===== EXERCISE DATA
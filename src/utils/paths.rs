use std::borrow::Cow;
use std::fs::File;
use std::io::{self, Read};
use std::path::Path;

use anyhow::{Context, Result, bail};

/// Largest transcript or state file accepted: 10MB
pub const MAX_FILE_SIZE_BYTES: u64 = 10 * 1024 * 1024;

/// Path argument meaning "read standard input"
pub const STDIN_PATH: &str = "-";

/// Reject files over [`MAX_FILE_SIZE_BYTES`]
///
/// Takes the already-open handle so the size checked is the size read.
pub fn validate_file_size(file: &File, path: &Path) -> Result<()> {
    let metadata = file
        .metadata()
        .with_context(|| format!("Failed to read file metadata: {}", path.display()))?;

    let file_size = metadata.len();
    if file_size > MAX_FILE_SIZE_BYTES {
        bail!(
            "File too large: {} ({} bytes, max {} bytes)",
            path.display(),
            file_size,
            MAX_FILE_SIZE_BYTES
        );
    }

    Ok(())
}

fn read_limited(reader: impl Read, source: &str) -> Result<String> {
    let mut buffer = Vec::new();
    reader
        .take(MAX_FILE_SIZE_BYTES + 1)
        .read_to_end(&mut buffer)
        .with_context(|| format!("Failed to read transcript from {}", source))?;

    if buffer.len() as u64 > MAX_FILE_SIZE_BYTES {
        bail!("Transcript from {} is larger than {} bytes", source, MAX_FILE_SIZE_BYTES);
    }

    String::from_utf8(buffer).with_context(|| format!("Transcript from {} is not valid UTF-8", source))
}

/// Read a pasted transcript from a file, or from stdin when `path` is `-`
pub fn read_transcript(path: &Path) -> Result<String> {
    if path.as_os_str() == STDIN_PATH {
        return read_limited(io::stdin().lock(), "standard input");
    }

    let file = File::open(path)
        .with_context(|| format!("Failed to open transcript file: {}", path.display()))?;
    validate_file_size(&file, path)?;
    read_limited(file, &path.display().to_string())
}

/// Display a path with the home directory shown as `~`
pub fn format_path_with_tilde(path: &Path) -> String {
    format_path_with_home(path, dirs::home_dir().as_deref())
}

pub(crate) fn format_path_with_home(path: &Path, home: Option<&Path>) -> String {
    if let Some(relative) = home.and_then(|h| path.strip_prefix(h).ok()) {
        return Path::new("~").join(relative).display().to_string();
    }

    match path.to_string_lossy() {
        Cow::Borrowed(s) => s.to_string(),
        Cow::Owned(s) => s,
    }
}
==========
Every line where "Result" appears must be returned from the listing above.

use anyhow::{Context, Result, bail};
pub fn validate_file_size(file: &File, path: &Path) -> Result<()> {
fn read_limited(reader: impl Read, source: &str) -> Result<String> {
pub fn read_transcript(path: &Path) -> Result<String> {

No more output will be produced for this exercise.